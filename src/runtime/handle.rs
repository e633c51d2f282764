use std::{fmt, sync::Arc};

use tokio::{
    sync::{broadcast, mpsc, oneshot, Mutex},
    time::Instant,
};

use crate::{
    call::normalize,
    engine::{CallbookSource, LookupEngine},
    persist::{CacheError, CacheResult, HitCache},
    record::Hit,
    types::{Correlation, Sequence},
};

use super::events::LookupEvent;

/// Failure reported by a [`LookupHandle`] call.
#[derive(Debug)]
pub enum RuntimeError {
    /// Cache storage failed on an explicit cache command.
    Cache(CacheError),
    /// The service loop is gone.
    ChannelClosed,
    /// A blocking worker panicked or was cancelled.
    Worker(String),
}

impl fmt::Display for RuntimeError {
    fn fmt(&self, f: &mut fmt::Formatter<'_>) -> fmt::Result {
        match self {
            Self::Cache(err) => write!(f, "cache: {err}"),
            Self::ChannelClosed => f.write_str("lookup service closed"),
            Self::Worker(msg) => write!(f, "worker: {msg}"),
        }
    }
}

impl std::error::Error for RuntimeError {}

impl From<CacheError> for RuntimeError {
    fn from(value: CacheError) -> Self {
        Self::Cache(value)
    }
}

/// Tunables for [`spawn_lookup_service`].
#[derive(Debug, Clone)]
pub struct RuntimeConfig {
    /// Blocking workers a batch is split across.
    pub workers: usize,
    /// Fewest calls handed to one batch worker.
    pub batch_chunk: usize,
    /// Cap on merged batch hits; 0 keeps everything.
    pub max_batch_hits: usize,
    /// Consult and fill the cache on single lookups.
    pub use_cache: bool,
    /// Ask the callbook before the prefix database.
    pub use_callbook: bool,
    /// Broadcast buffer for [`LookupEvent`]s.
    pub event_capacity: usize,
}

impl Default for RuntimeConfig {
    fn default() -> Self {
        Self {
            workers: std::thread::available_parallelism()
                .map(|n| n.get())
                .unwrap_or(4),
            batch_chunk: 64,
            max_batch_hits: 2000,
            use_cache: true,
            use_callbook: true,
            event_capacity: 1024,
        }
    }
}

/// Cloneable client of the lookup service.
pub struct LookupHandle {
    cmd_tx: mpsc::Sender<Command>,
    events_tx: broadcast::Sender<LookupEvent>,
}

impl Clone for LookupHandle {
    fn clone(&self) -> Self {
        Self {
            cmd_tx: self.cmd_tx.clone(),
            events_tx: self.events_tx.clone(),
        }
    }
}

enum Command {
    Lookup {
        call: String,
        correlation: Correlation,
        resp: oneshot::Sender<Result<Vec<Hit>, RuntimeError>>,
    },
    Batch {
        calls: Vec<String>,
        resp: oneshot::Sender<Result<Vec<Hit>, RuntimeError>>,
    },
    ClearCache {
        resp: oneshot::Sender<Result<(), RuntimeError>>,
    },
    CacheLen {
        resp: oneshot::Sender<Result<Option<usize>, RuntimeError>>,
    },
    Shutdown {
        resp: oneshot::Sender<Result<(), RuntimeError>>,
    },
}

type SharedCache = Arc<Mutex<Box<dyn HitCache>>>;

struct Service {
    engine: LookupEngine,
    cache: Option<SharedCache>,
    callbook: Option<Arc<dyn CallbookSource>>,
    config: RuntimeConfig,
    events_tx: broadcast::Sender<LookupEvent>,
}

/// Starts the lookup service on the current tokio runtime.
///
/// Lookups run on blocking workers; the cache, when given, is only touched
/// from those workers.
pub fn spawn_lookup_service(
    engine: LookupEngine,
    cache: Option<Box<dyn HitCache>>,
    callbook: Option<Arc<dyn CallbookSource>>,
    config: RuntimeConfig,
) -> LookupHandle {
    let (cmd_tx, mut cmd_rx) = mpsc::channel::<Command>(256);
    let (events_tx, _) = broadcast::channel::<LookupEvent>(config.event_capacity.max(1));

    let service = Service {
        engine,
        cache: cache.map(|c| Arc::new(Mutex::new(c))),
        callbook,
        config,
        events_tx: events_tx.clone(),
    };

    tokio::spawn(async move {
        while let Some(cmd) = cmd_rx.recv().await {
            if service.handle_command(cmd).await {
                break;
            }
        }
        log::debug!("lookup service stopped");
    });

    LookupHandle { cmd_tx, events_tx }
}

impl LookupHandle {
    /// Subscribes to lookup events.
    pub fn subscribe(&self) -> broadcast::Receiver<LookupEvent> {
        self.events_tx.subscribe()
    }

    /// Hits for one call.
    pub async fn lookup(&self, call: impl Into<String>) -> Result<Vec<Hit>, RuntimeError> {
        self.lookup_correlated(call, Correlation::default()).await
    }

    /// Hits for one call, tagged with the caller's correlation.
    pub async fn lookup_correlated(
        &self,
        call: impl Into<String>,
        correlation: Correlation,
    ) -> Result<Vec<Hit>, RuntimeError> {
        let (tx, rx) = oneshot::channel();
        self.cmd_tx
            .send(Command::Lookup {
                call: call.into(),
                correlation,
                resp: tx,
            })
            .await
            .map_err(|_| RuntimeError::ChannelClosed)?;
        rx.await.map_err(|_| RuntimeError::ChannelClosed)?
    }

    /// Hits for many calls, merged in input order and capped by
    /// [`RuntimeConfig::max_batch_hits`]. Each hit's `sequence` is the index
    /// of its call in `calls`.
    pub async fn lookup_batch(&self, calls: Vec<String>) -> Result<Vec<Hit>, RuntimeError> {
        let (tx, rx) = oneshot::channel();
        self.cmd_tx
            .send(Command::Batch { calls, resp: tx })
            .await
            .map_err(|_| RuntimeError::ChannelClosed)?;
        rx.await.map_err(|_| RuntimeError::ChannelClosed)?
    }

    /// Empties the cache, if any.
    pub async fn clear_cache(&self) -> Result<(), RuntimeError> {
        let (tx, rx) = oneshot::channel();
        self.cmd_tx
            .send(Command::ClearCache { resp: tx })
            .await
            .map_err(|_| RuntimeError::ChannelClosed)?;
        rx.await.map_err(|_| RuntimeError::ChannelClosed)?
    }

    /// Cached call count; `None` when the service has no cache.
    pub async fn cache_len(&self) -> Result<Option<usize>, RuntimeError> {
        let (tx, rx) = oneshot::channel();
        self.cmd_tx
            .send(Command::CacheLen { resp: tx })
            .await
            .map_err(|_| RuntimeError::ChannelClosed)?;
        rx.await.map_err(|_| RuntimeError::ChannelClosed)?
    }

    /// Stops the service loop.
    pub async fn shutdown(&self) -> Result<(), RuntimeError> {
        let (tx, rx) = oneshot::channel();
        self.cmd_tx
            .send(Command::Shutdown { resp: tx })
            .await
            .map_err(|_| RuntimeError::ChannelClosed)?;
        rx.await.map_err(|_| RuntimeError::ChannelClosed)?
    }
}

impl Service {
    async fn handle_command(&self, cmd: Command) -> bool {
        match cmd {
            Command::Lookup {
                call,
                correlation,
                resp,
            } => {
                let res = self.lookup(call, correlation).await;
                let _ = resp.send(res);
            }
            Command::Batch { calls, resp } => {
                let res = self.batch(calls).await;
                let _ = resp.send(res);
            }
            Command::ClearCache { resp } => {
                let res = match &self.cache {
                    Some(cache) => with_cache(cache, |c| c.clear()).await,
                    None => Ok(()),
                };
                if res.is_ok() {
                    let _ = self.events_tx.send(LookupEvent::CacheCleared);
                }
                let _ = resp.send(res);
            }
            Command::CacheLen { resp } => {
                let res = match &self.cache {
                    Some(cache) => with_cache(cache, |c| c.len()).await.map(Some),
                    None => Ok(None),
                };
                let _ = resp.send(res);
            }
            Command::Shutdown { resp } => {
                let _ = resp.send(Ok(()));
                return true;
            }
        }
        false
    }

    async fn lookup(&self, call: String, correlation: Correlation) -> Result<Vec<Hit>, RuntimeError> {
        let key = normalize(&call);
        let cache = self.cache.as_ref().filter(|_| self.config.use_cache);

        if let (Some(cache), Some(key)) = (cache, key.clone()) {
            match with_cache(cache, move |c| c.get(&key)).await {
                Ok(Some(mut hits)) => {
                    for hit in &mut hits {
                        hit.correlate(correlation);
                    }
                    self.publish(&call, hits.len(), true);
                    return Ok(hits);
                }
                Ok(None) => {}
                Err(err) => log::warn!("cache read failed for {call}: {err}"),
            }
        }

        let engine = self.engine.clone();
        let callbook = self
            .callbook
            .clone()
            .filter(|_| self.config.use_callbook);
        let query = call.clone();
        let hits = tokio::task::spawn_blocking(move || match callbook {
            Some(callbook) => engine.lookup_with_callbook(&query, callbook.as_ref(), correlation),
            None => engine.lookup_correlated(&query, correlation),
        })
        .await
        .map_err(|e| RuntimeError::Worker(format!("join error: {e}")))?;

        if let (Some(cache), Some(key)) = (cache, key) {
            if !hits.is_empty() {
                let stored = hits.clone();
                if let Err(err) = with_cache(cache, move |c| c.put(&key, &stored)).await {
                    log::warn!("cache write failed for {call}: {err}");
                }
            }
        }
        self.publish(&call, hits.len(), false);
        Ok(hits)
    }

    async fn batch(&self, calls: Vec<String>) -> Result<Vec<Hit>, RuntimeError> {
        let started = Instant::now();
        let total = calls.len();
        let workers = self.config.workers.max(1);
        let chunk = self.config.batch_chunk.max(1).max(total.div_ceil(workers));

        let mut handles = Vec::new();
        for (n, part) in calls.chunks(chunk).enumerate() {
            let part = part.to_vec();
            let offset = n * chunk;
            let engine = self.engine.clone();
            handles.push(tokio::task::spawn_blocking(move || {
                let mut local = Vec::new();
                for (i, call) in part.iter().enumerate() {
                    let correlation = Correlation {
                        spot_id: 0,
                        sequence: (offset + i) as Sequence,
                    };
                    local.extend(engine.lookup_correlated(call, correlation));
                }
                local
            }));
        }

        let mut merged = Vec::new();
        for handle in handles {
            let local = handle
                .await
                .map_err(|e| RuntimeError::Worker(format!("join error: {e}")))?;
            merged.extend(local);
        }

        let cap = self.config.max_batch_hits;
        let truncated = cap > 0 && merged.len() > cap;
        if truncated {
            merged.truncate(cap);
        }
        let elapsed_ms = started.elapsed().as_millis() as u64;
        log::info!(
            "batch of {total} calls produced {} hits in {elapsed_ms} ms",
            merged.len()
        );
        let _ = self.events_tx.send(LookupEvent::BatchCompleted {
            calls: total,
            hits: merged.len(),
            truncated,
            elapsed_ms,
        });
        Ok(merged)
    }

    fn publish(&self, call: &str, hits: usize, cached: bool) {
        let _ = self.events_tx.send(LookupEvent::Resolved {
            call: call.to_string(),
            hits,
            cached,
        });
    }
}

async fn with_cache<T, F>(cache: &SharedCache, f: F) -> Result<T, RuntimeError>
where
    T: Send + 'static,
    F: FnOnce(&mut dyn HitCache) -> CacheResult<T> + Send + 'static,
{
    let cache = Arc::clone(cache);
    tokio::task::spawn_blocking(move || {
        let mut guard = cache.blocking_lock();
        f(&mut **guard)
    })
    .await
    .map_err(|e| RuntimeError::Worker(format!("join error: {e}")))?
    .map_err(RuntimeError::from)
}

> **What is expected**:
Report each line of the data in which "part" occurs.

> **Response to the exercise**:
        for (n, part) in calls.chunks(chunk).enumerate() {
            let part = part.to_vec();
                for (i, call) in part.iter().enumerate() {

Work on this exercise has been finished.